Noon hung like a gold coin in a clear blue sky, sunlight spilling warm as honey down the stone streets.
People on the road drew in a deep breath of Mystic Return Smoke, then let it float out slow, white vapor curling like silk.
By the plaza’s pool, a knot of townsfolk leaned close, voices weaving like sparrows.
“Did you see the new wanted posters? The mage who caught Gendi turned out to be a Dark Deity follower—of a different one.”
“I saw. I heard she wounded Lev. Lev’s the strongest general in our town. If he bled, that follower’s a monster.”
“These Dark Deity followers are vile. Throw away being human to wag tails for gods. Because of them, this town feels like a house without a door.”
“Yeah…”
Sighs crossed the square like a tired wind.
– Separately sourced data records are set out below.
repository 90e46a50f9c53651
use rsdns_domain::AccessList;
use std::net::IpAddr;

pub trait AccessControlPort: Send + Sync {
    fn is_allowed(&self, client: IpAddr) -> bool;
}

impl AccessControlPort for AccessList {
    fn is_allowed(&self, client: IpAddr) -> bool {
        AccessList::is_allowed(self, client)
    }
}
#![allow(dead_code)]
pub mod internet;
pub mod test_server;

pub use internet::{Internet, Zone};
pub use test_server::{TestClient, TestServer, TestServerBuilder};

use hickory_proto::rr::Name;
use std::str::FromStr;

pub fn name(s: &str) -> Name {
    Name::from_str(s).unwrap()
}
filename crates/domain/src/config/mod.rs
//! Configuration module for rsdns
//!
//! One structure per concern, all loaded from a single TOML file:
//! - `root`: main configuration, loading and CLI overrides
//! - `server`: listener addresses and TLS material
//! - `resolver`: root/fallback servers, timeouts and delegation limits
//! - `cache`: response cache sizing and TTL policy
//! - `dnssec`: validation switch and trust anchors
//! - `access`: client CIDR access list
//! - `blocking`: blocklist sources and block response
//! - `logging`: log level and format
//! - `errors`: configuration errors

pub mod access;
pub mod blocking;
pub mod cache;
pub mod dnssec;
pub mod errors;
pub mod logging;
pub mod resolver;
pub mod root;
pub mod server;

pub use access::AccessConfig;
pub use blocking::{BlockResponse, BlockingConfig};
pub use cache::CacheConfig;
pub use dnssec::DnssecConfig;
pub use errors::ConfigError;
pub use logging::{LogFormat, LoggingConfig};
pub use resolver::{ResolverConfig, ServerSpec};
pub use root::{CliOverrides, Config};
pub use server::ServerConfig;

/// Lower bound for every network timeout.
pub const MIN_TIMEOUT_MS: u64 = 250;

/// Lower bound for the response cache capacity.
pub const MIN_CACHE_SIZE: usize = 1024;
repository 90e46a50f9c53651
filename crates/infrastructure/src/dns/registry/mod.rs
//! Authoritative server registry: the configured server sets plus a health
//! cell for every server the resolver has talked to.

pub mod health;

pub use health::{HealthSnapshot, ServerHealth, INITIAL_RTT};

use dashmap::DashMap;
use rsdns_domain::config::{ResolverConfig, ServerSpec};
use rsdns_domain::DomainError;
use rustc_hash::FxBuildHasher;
use std::fmt;
use std::net::SocketAddr;
use std::sync::Arc;
use std::time::{Duration, Instant};
use tracing::debug;

#[derive(Debug, Clone, Copy, PartialEq, Eq, Hash)]
pub enum ServerSet {
    Root,
    Root6,
    Fallback,
}

#[derive(Debug, Clone, Copy, PartialEq, Eq, Default)]
pub enum AddressFamily {
    V4,
    V6,
    #[default]
    Any,
}

impl AddressFamily {
    pub fn matches(&self, addr: &SocketAddr) -> bool {
        match self {
            AddressFamily::V4 => addr.is_ipv4(),
            AddressFamily::V6 => addr.is_ipv6(),
            AddressFamily::Any => true,
        }
    }
}

/// An upstream server. Servers with a `tls_name` are reached over DNS-over-TLS.
#[derive(Debug, Clone, PartialEq, Eq, Hash)]
pub struct AuthServer {
    pub addr: SocketAddr,
    pub tls_name: Option<Arc<str>>,
}

impl AuthServer {
    pub fn udp(addr: SocketAddr) -> Self {
        Self {
            addr,
            tls_name: None,
        }
    }

    pub fn tls(addr: SocketAddr, name: &str) -> Self {
        Self {
            addr,
            tls_name: Some(Arc::from(name)),
        }
    }

    pub fn uses_tls(&self) -> bool {
        self.tls_name.is_some()
    }
}

impl From<&ServerSpec> for AuthServer {
    fn from(spec: &ServerSpec) -> Self {
        match &spec.tls_name {
            Some(name) => AuthServer::tls(spec.addr, name),
            None => AuthServer::udp(spec.addr),
        }
    }
}

impl fmt::Display for AuthServer {
    fn fmt(&self, f: &mut fmt::Formatter<'_>) -> fmt::Result {
        match &self.tls_name {
            Some(name) => write!(f, "tls://{}#{}", self.addr, name),
            None => write!(f, "{}", self.addr),
        }
    }
}

pub struct ServerRegistry {
    root: Vec<AuthServer>,
    root6: Vec<AuthServer>,
    fallback: Vec<AuthServer>,
    health: DashMap<SocketAddr, Arc<ServerHealth>, FxBuildHasher>,
    failure_threshold: u32,
    epoch: Instant,
}

impl ServerRegistry {
    pub fn new(root: Vec<AuthServer>, root6: Vec<AuthServer>, fallback: Vec<AuthServer>) -> Self {
        Self {
            root,
            root6,
            fallback,
            health: DashMap::with_hasher(FxBuildHasher),
            failure_threshold: 3,
            epoch: Instant::now(),
        }
    }

    pub fn from_config(config: &ResolverConfig) -> Result<Self, DomainError> {
        let parse = |list: &[String]| -> Result<Vec<AuthServer>, DomainError> {
            list.iter()
                .map(|s| {
                    s.parse::<ServerSpec>()
                        .map(|spec| AuthServer::from(&spec))
                        .map_err(DomainError::InvalidIpAddress)
                })
                .collect()
        };

        Ok(Self::new(
            parse(&config.root_servers)?,
            parse(&config.root6_servers)?,
            parse(&config.fallback_servers)?,
        )
        .with_failure_threshold(config.failure_threshold))
    }

    pub fn with_failure_threshold(mut self, threshold: u32) -> Self {
        self.failure_threshold = threshold.max(1);
        self
    }

    pub fn failure_threshold(&self) -> u32 {
        self.failure_threshold
    }

    pub fn servers(&self, set: ServerSet) -> &[AuthServer] {
        match set {
            ServerSet::Root => &self.root,
            ServerSet::Root6 => &self.root6,
            ServerSet::Fallback => &self.fallback,
        }
    }

    /// Best server of `set` restricted to `family`.
    pub fn select(&self, set: ServerSet, family: AddressFamily) -> Option<AuthServer> {
        self.candidates(set, family).into_iter().next()
    }

    /// Every server of `set` restricted to `family`, in the order the
    /// resolver should try them. The head is what `select` returns.
    pub fn candidates(&self, set: ServerSet, family: AddressFamily) -> Vec<AuthServer> {
        let servers: Vec<AuthServer> = self
            .servers(set)
            .iter()
            .filter(|s| family.matches(&s.addr))
            .cloned()
            .collect();
        self.rank(servers)
    }

    /// Order candidates for trying: servers below the failure threshold by
    /// smoothed RTT, then failing servers oldest-failure first. Both sorts
    /// are stable, so equal servers keep their given order.
    pub fn rank(&self, candidates: Vec<AuthServer>) -> Vec<AuthServer> {
        let (mut healthy, mut failing): (Vec<_>, Vec<_>) = candidates
            .into_iter()
            .map(|server| {
                let (rtt, failures, last_failure) = match self.health.get(&server.addr) {
                    Some(cell) => (
                        cell.smoothed_rtt(),
                        cell.consecutive_failures(),
                        cell.last_failure(),
                    ),
                    None => (INITIAL_RTT, 0, 0),
                };
                (server, rtt, failures, last_failure)
            })
            .partition(|(_, _, failures, _)| *failures < self.failure_threshold);

        healthy.sort_by_key(|(_, rtt, _, _)| *rtt);
        failing.sort_by_key(|(_, _, _, last_failure)| *last_failure);

        healthy
            .into_iter()
            .chain(failing)
            .map(|(server, _, _, _)| server)
            .collect()
    }

    pub fn record_outcome(&self, server: &AuthServer, success: bool, rtt: Duration) {
        let cell = self.cell(server.addr);
        let now = self.now();
        if success {
            cell.record_success(rtt, now);
        } else {
            cell.record_failure(now);
            debug!(
                server = %server,
                failures = cell.consecutive_failures(),
                "Upstream failure recorded"
            );
        }
    }

    pub fn health(&self, addr: &SocketAddr) -> Option<HealthSnapshot> {
        self.health.get(addr).map(|cell| cell.snapshot())
    }

    pub fn is_failing(&self, addr: &SocketAddr) -> bool {
        self.health
            .get(addr)
            .is_some_and(|cell| cell.consecutive_failures() >= self.failure_threshold)
    }

    fn cell(&self, addr: SocketAddr) -> Arc<ServerHealth> {
        self.health
            .entry(addr)
            .or_insert_with(|| Arc::new(ServerHealth::new()))
            .clone()
    }

    fn now(&self) -> u64 {
        self.epoch.elapsed().as_micros() as u64 + 1
    }
}
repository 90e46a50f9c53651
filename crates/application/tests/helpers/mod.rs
pub mod mock_ports;

pub use mock_ports::*;
#![allow(dead_code)]

use async_trait::async_trait;
use rsdns_application::ports::{
    BlockListPort, BlockListStats, BlocklistSourcePort, CacheMaintenancePort, CacheStats,
};
use rsdns_domain::DomainError;
use std::path::Path;
use std::sync::atomic::{AtomicBool, AtomicU64, AtomicUsize, Ordering};

// ============================================================================
// Mock CacheMaintenancePort
// ============================================================================

pub struct MockCache {
    purge_count: AtomicU64,
    expired_per_sweep: AtomicUsize,
}

impl MockCache {
    pub fn new(expired_per_sweep: usize) -> Self {
        Self {
            purge_count: AtomicU64::new(0),
            expired_per_sweep: AtomicUsize::new(expired_per_sweep),
        }
    }

    pub fn purge_count(&self) -> u64 {
        self.purge_count.load(Ordering::Relaxed)
    }
}

impl CacheMaintenancePort for MockCache {
    fn purge_expired(&self) -> usize {
        self.purge_count.fetch_add(1, Ordering::Relaxed);
        self.expired_per_sweep.load(Ordering::Relaxed)
    }

    fn stats(&self) -> CacheStats {
        CacheStats {
            entries: 10,
            capacity: 1024,
            ..Default::default()
        }
    }
}

// ============================================================================
// Mock BlockListPort
// ============================================================================

pub struct MockBlockList {
    refresh_count: AtomicU64,
    fail_refresh: AtomicBool,
}

impl MockBlockList {
    pub fn new() -> Self {
        Self {
            refresh_count: AtomicU64::new(0),
            fail_refresh: AtomicBool::new(false),
        }
    }

    pub fn refresh_count(&self) -> u64 {
        self.refresh_count.load(Ordering::Relaxed)
    }

    pub fn set_fail_refresh(&self, fail: bool) {
        self.fail_refresh.store(fail, Ordering::Relaxed);
    }
}

#[async_trait]
impl BlockListPort for MockBlockList {
    fn is_blocked(&self, _name: &str) -> bool {
        false
    }

    async fn refresh(&self, _dir: &Path) -> Result<BlockListStats, DomainError> {
        self.refresh_count.fetch_add(1, Ordering::Relaxed);
        if self.fail_refresh.load(Ordering::Relaxed) {
            return Err(DomainError::Blocklist("refresh failed".to_string()));
        }
        Ok(BlockListStats {
            files: 1,
            exact_entries: 3,
            ..Default::default()
        })
    }

    fn stats(&self) -> BlockListStats {
        BlockListStats::default()
    }
}

// ============================================================================
// Mock BlocklistSourcePort
// ============================================================================

pub struct MockBlocklistSource {
    call_count: AtomicU64,
}

impl MockBlocklistSource {
    pub fn new() -> Self {
        Self {
            call_count: AtomicU64::new(0),
        }
    }

    pub fn call_count(&self) -> u64 {
        self.call_count.load(Ordering::Relaxed)
    }
}

#[async_trait]
impl BlocklistSourcePort for MockBlocklistSource {
    async fn update_blocklists(&self, _dir: &Path) -> Result<usize, DomainError> {
        self.call_count.fetch_add(1, Ordering::Relaxed);
        Ok(1)
    }
}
Lucimia and Desty had already reshaped their faces. They stood a little off, listening as passersby’s words drifted like leaves.
They’d both turned their hair to gold, softened their features, and chosen looks so ordinary they were invisible. Even their clothes were plain, coarse, the fabric speaking of work and weather.
Of course, they hadn’t taken the main gate. The front required inspection, hands pawing through your life. Too much trouble.